Marcelo Barros
No Brasil, o dia de
ação de graças, instituído pelo governo brasileiro, não tem a mesma importância
que tem nos Estados Unidos. Lá a data é celebrada desde o século XVII e é
feriado. A cada ano, governo e sociedade consagra a quarta quinta-feira de
novembro para agradecer a Deus as suas vitórias. O agricultor agradece a Deus a
boa colheita; assim como o comerciante, a prosperidade do comércio. Quem ganhou nas recentes
eleições deve estar agradecendo a vitória. A ação de graças pode ser coletiva,
mas por vitórias individuais ou de grupos que se sentem protegidos. Pouco
importam os outros. Em meio a uma sociedade de milhões de pessoas que não
garantem nem o pão nosso de cada dia, alguém sai às ruas com um carro de luxo
no qual está escrito: Este carro foi Jesus que me deu. Os mais bem sucedidos
agradecem a Deus os seus ganhos e convencem os que perderam que, se não
ganharam foi porque não mereciam.

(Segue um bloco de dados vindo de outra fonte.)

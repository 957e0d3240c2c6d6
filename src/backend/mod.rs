// file: src/backend/mod.rs
// description: storage port and its REST and in-memory adapters
// reference: internal module structure

pub mod memory;
pub mod query;
pub mod rest;
pub mod store;

pub use memory::{MemoryStore, OFFLINE_ADMIN_ID};
pub use query::{Filter, TableQuery};
pub use rest::RestStore;
pub use store::{CourseFilter, EvaluationFilter, PortalStore, ScheduleFilter};

use crate::config::Config;
use crate::error::{PortalError, Result};
use std::sync::Arc;
use tracing::{info, warn};

/// Picks the adapter for this process. Without an API key the sample data
/// set is used when offline mode is enabled.
pub fn open(config: &Config, force_offline: bool) -> Result<Arc<dyn PortalStore>> {
    if force_offline {
        if !config.offline.enabled {
            return Err(PortalError::Config(
                "offline mode is disabled in configuration".to_string(),
            ));
        }
        info!("Using offline sample data");
        return Ok(Arc::new(MemoryStore::sample()));
    }

    if !config.has_credentials() && config.offline.enabled {
        warn!("No backend API key configured, falling back to offline sample data");
        return Ok(Arc::new(MemoryStore::sample()));
    }

    info!("Connecting to backend at {}", config.backend.url);
    Ok(Arc::new(RestStore::new(&config.backend)?))
}

#[cfg(test)]
mod tests {
    use super::*;

    #[test]
    fn test_open_without_key_falls_back() {
        let config = Config::default_config();
        assert!(open(&config, false).is_ok());
    }

    #[test]
    fn test_open_without_key_and_offline_disabled() {
        let mut config = Config::default_config();
        config.offline.enabled = false;
        assert!(matches!(open(&config, false), Err(PortalError::Config(_))));
        assert!(open(&config, true).is_err());
    }
}
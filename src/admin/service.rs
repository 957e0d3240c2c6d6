// file: src/admin/service.rs
// description: user, course and schedule administration plus reports

use super::report::{Report, ReportKind, ReportRange, ReportRow};
use crate::auth::Session;
use crate::backend::{
    CourseFilter, EvaluationFilter, OFFLINE_ADMIN_ID, PortalStore, ScheduleFilter,
};
use crate::config::OfflineConfig;
use crate::error::{PortalError, Result};
use crate::models::{
    Course, CourseUpdate, FacultyProfile, NewSchedule, Role, Schedule, User,
};
use crate::utils::Validator;
use std::collections::HashMap;
use std::sync::Arc;
use tracing::info;

#[derive(Debug, Clone, Default)]
pub struct UserQuery {
    pub role: Option<Role>,
    /// Case-insensitive substring of name or email.
    pub search: Option<String>,
}

impl UserQuery {
    pub fn matches(&self, user: &User) -> bool {
        if let Some(role) = self.role {
            if !user.role.eq_ignore_ascii_case(role.as_str()) {
                return false;
            }
        }
        match self.search.as_deref().map(str::trim) {
            Some(needle) if !needle.is_empty() => {
                let needle = needle.to_lowercase();
                user.name.to_lowercase().contains(&needle)
                    || user.email.to_lowercase().contains(&needle)
            }
            _ => true,
        }
    }
}

#[derive(Debug, Clone, PartialEq)]
pub struct FacultyMember {
    pub profile: FacultyProfile,
    pub name: String,
    pub email: Option<String>,
}

pub struct AdminService {
    store: Arc<dyn PortalStore>,
    offline_admin: bool,
}

impl AdminService {
    pub fn new(store: Arc<dyn PortalStore>) -> Self {
        Self {
            store,
            offline_admin: false,
        }
    }

    /// Accepts the configured offline administrator, who has no backend row.
    pub fn with_offline(mut self, offline: &OfflineConfig) -> Self {
        self.offline_admin = offline.enabled;
        self
    }

    /// The session file is editable, so its role is confirmed against the
    /// backend before any admin operation.
    async fn require_admin(&self, session: &Session) -> Result<()> {
        session.require_admin()?;
        if self.offline_admin && session.user_id == OFFLINE_ADMIN_ID {
            return Ok(());
        }
        if !self.is_admin(&session.user_id).await? {
            return Err(PortalError::forbidden(format!(
                "{} is not an administrator",
                session.email
            )));
        }
        Ok(())
    }

    /// Looks the role up in the backend rather than trusting a session.
    pub async fn is_admin(&self, user_id: &str) -> Result<bool> {
        Ok(self
            .store
            .find_user_by_id(user_id)
            .await?
            .is_some_and(|user| matches!(user.role(), Ok(Role::Admin))))
    }

    pub async fn users(&self, session: &Session, query: &UserQuery) -> Result<Vec<User>> {
        self.require_admin(session).await?;
        let users = self.store.list_users().await?;
        Ok(users.into_iter().filter(|user| query.matches(user)).collect())
    }

    pub async fn set_role(&self, session: &Session, user_id: &str, role: Role) -> Result<()> {
        self.require_admin(session).await?;
        if !self.store.update_user_role(user_id, role).await? {
            return Err(PortalError::not_found(format!("user {}", user_id)));
        }
        info!("{} set role of {} to {}", session.email, user_id, role);
        Ok(())
    }

    pub async fn delete_user(&self, session: &Session, user_id: &str) -> Result<()> {
        self.require_admin(session).await?;
        if user_id == session.user_id {
            return Err(PortalError::validation("You cannot delete your own account"));
        }
        if !self.store.delete_user(user_id).await? {
            return Err(PortalError::not_found(format!("user {}", user_id)));
        }
        info!("{} deleted user {}", session.email, user_id);
        Ok(())
    }

    pub async fn courses(&self, session: &Session) -> Result<Vec<Course>> {
        self.require_admin(session).await?;
        self.store.list_courses(&CourseFilter::default()).await
    }

    pub async fn update_course(
        &self,
        session: &Session,
        course_id: &str,
        update: &CourseUpdate,
    ) -> Result<Course> {
        self.require_admin(session).await?;
        if update.is_empty() {
            return Err(PortalError::validation("Nothing to update"));
        }
        for value in [&update.code, &update.name].into_iter().flatten() {
            Validator::validate_not_blank("Course field", value)?;
        }

        let course = self
            .store
            .update_course(course_id, update)
            .await?
            .ok_or_else(|| PortalError::not_found(format!("course {}", course_id)))?;
        info!("{} updated course {}", session.email, course.code);
        Ok(course)
    }

    pub async fn delete_course(&self, session: &Session, course_id: &str) -> Result<()> {
        self.require_admin(session).await?;
        if !self.store.delete_course(course_id).await? {
            return Err(PortalError::not_found(format!("course {}", course_id)));
        }
        info!("{} deleted course {}", session.email, course_id);
        Ok(())
    }

    pub async fn faculty(&self, session: &Session) -> Result<Vec<FacultyMember>> {
        self.require_admin(session).await?;
        let profiles = self.store.list_faculty().await?;
        let users: HashMap<String, User> = self
            .store
            .list_users()
            .await?
            .into_iter()
            .map(|user| (user.id.clone(), user))
            .collect();

        Ok(profiles
            .into_iter()
            .map(|profile| {
                let user = users.get(&profile.faculty_id);
                FacultyMember {
                    name: user
                        .map(|u| u.display_name().to_string())
                        .unwrap_or_else(|| profile.faculty_id.clone()),
                    email: user.map(|u| u.email.clone()),
                    profile,
                }
            })
            .collect())
    }

    pub async fn schedules(&self, session: &Session) -> Result<Vec<Schedule>> {
        self.require_admin(session).await?;
        self.store.list_schedules(&ScheduleFilter::default()).await
    }

    pub async fn create_schedule(
        &self,
        session: &Session,
        schedule: NewSchedule,
    ) -> Result<Schedule> {
        self.require_admin(session).await?;
        for (field, value) in [
            ("Course", &schedule.course_id),
            ("Faculty", &schedule.faculty_id),
            ("Cohort", &schedule.cohort_id),
            ("Room", &schedule.room_id),
            ("Time slot", &schedule.slot_id),
            ("Semester", &schedule.semester),
            ("Academic year", &schedule.academic_year),
        ] {
            Validator::validate_not_blank(field, value)?;
        }

        let created = self.store.insert_schedule(&schedule).await?;
        info!(
            "{} created schedule {} for course {}",
            session.email, created.schedule_id, created.course_id
        );
        Ok(created)
    }

    pub async fn report(
        &self,
        session: &Session,
        kind: ReportKind,
        range: ReportRange,
    ) -> Result<Report> {
        self.require_admin(session).await?;
        let rows = match kind {
            ReportKind::UserActivity => self
                .store
                .list_users()
                .await?
                .into_iter()
                .map(|user| ReportRow {
                    label: user.display_name().to_string(),
                    detail: user.role,
                })
                .collect(),
            ReportKind::CourseEnrollment => self
                .store
                .list_courses(&CourseFilter::default())
                .await?
                .into_iter()
                .map(|course| ReportRow {
                    label: course.name,
                    detail: course.code,
                })
                .collect(),
            ReportKind::EvaluationSchedule => self
                .store
                .list_evaluations(&EvaluationFilter::default())
                .await?
                .into_iter()
                .filter(|evaluation| range.contains(evaluation.date))
                .map(|evaluation| ReportRow {
                    detail: evaluation.interval().to_string(),
                    label: evaluation.title,
                })
                .collect(),
            // no usage data is recorded anywhere
            ReportKind::SystemUsage => Vec::new(),
        };

        info!("{} generated {} ({} rows)", session.email, kind, rows.len());
        Ok(Report { kind, rows })
    }
}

Nos séculos passados, os senhores agradeciam
pela quantidade de negros que tinham conseguido comprar e pelos territórios
indígenas que tinham roubado das tribos originais. Até hoje, esta ação de
graças está expressa nas palavras escrita nas células do dólar e reproduzida em
alguns bancos e estabelecimentos comerciais: “Nós confiamos em Deus”.
Para quem tem algum
senso crítico, esta religião civil tem pouco a ver com o evangelho. Por isso,
no nome do mesmo Jesus, irmãos e irmãs de várias Igrejas combatem o
armamentismo espalhado pelo país, o imperialismo do governo e a falsa ética
cristã da sociedade dominante.
No Brasil, em 1965, um
ano depois do golpe militar pelo qual tomou o governo, o presidente Castelo
Branco determinou a celebração nacional do dia de ação de graças, na mesma data
dos Estados Unidos e encarregou o Ministério da Justiça de coordenar esta
celebração.
Um Deus que legitima
iniquidade não é o Deus de Jesus. Conforme a Bíblia, “oferecer a Deus orações e ofertas baseadas em injustiças, é como tirar
a vida de um filho imaginando que assim se agradaria ao pai” (Eclo 34, 18
ss).
É verdade que 2020 tem
sido um ano de muitos desafios e de imensos sofrimentos para toda a sociedade. Como
o papa Francisco chamou a atenção em sua carta encíclica Somos todos irmãos e
irmãs, a pandemia pôde ceifar mais vidas e trazer mais sofrimentos porque a
maioria dos países tinha desarticulado o seu sistema público de saúde e a
solidariedade internacional quase não funcionou. O vírus contagia, por igual a
pobres e ricos. No entanto, encontra mais vítimas entre as pessoas que vivem
amontoadas em habitações irregulares, sem saneamento básico, sem acesso à água
potável e sem condições mínimas de se protegerem.
De todo modo, temos
muitos motivos para dar graças e para reconhecer a ação divina atuando na nossa
vida. A ação de graças é boa e deve ser uma atitude permanente de quem crê, mas
se nos deixamos realmente mover pelas orientações de amor do Espírito de Deus. Podemos
agradecer a resistência cotidiana do nosso povo, os gestos e manifestações de
solidariedade que crescem nas periferias e nos ambientes humanos mais
desafiadores. Podemos agradecer o fato de que ainda quando a realidade parece
sem saída, optamos sempre por alimentar a esperança.
Quem procura ligar fé
e vida aprende a discernir nos acontecimentos do dia a dia os sinais da presença
íntima e discreta do Espírito que atua através das pessoas que aceitam ser
instrumentos da atuação divina. Mesmo no meio das situações mais adversas, é
possível esperar contra tudo o que seria a expectativa normal. A realidade é,
de fato, problemática. No entanto, optamos por crer. Por isso vivemos a esperança
da realização do projeto divino no mundo e ninguém poderá nos roubar a confiança
de que o reino de Deus virá. Isso se concretizará aqui e agora, no fato de que outro
mundo será, sim, possível. Conforme o apóstolo, essa esperança tem três
características: não se corrompe, não se desgasta, nem se dilui (1 Pd 1, 3-
12). Ela nos convoca a nos manter unidos/as em comunidades e a antecipar nos
sinais da celebração litúrgica aquilo que queremos viver no dia a dia do mundo:
a comunhão.
A
cada ano, quatro semanas antes do Natal, portanto, a partir do próximo domingo,
as Igrejas cristãs mais antigas começam um novo ciclo de celebrações que formam
o chamado “ano litúrgico”, com o tempo chamado “Advento”. Seu objetivo é
preparar a festa do Natal e realimentar nas pessoas a esperança da realização
do projeto divino de paz e justiça eco-social aqui e agora.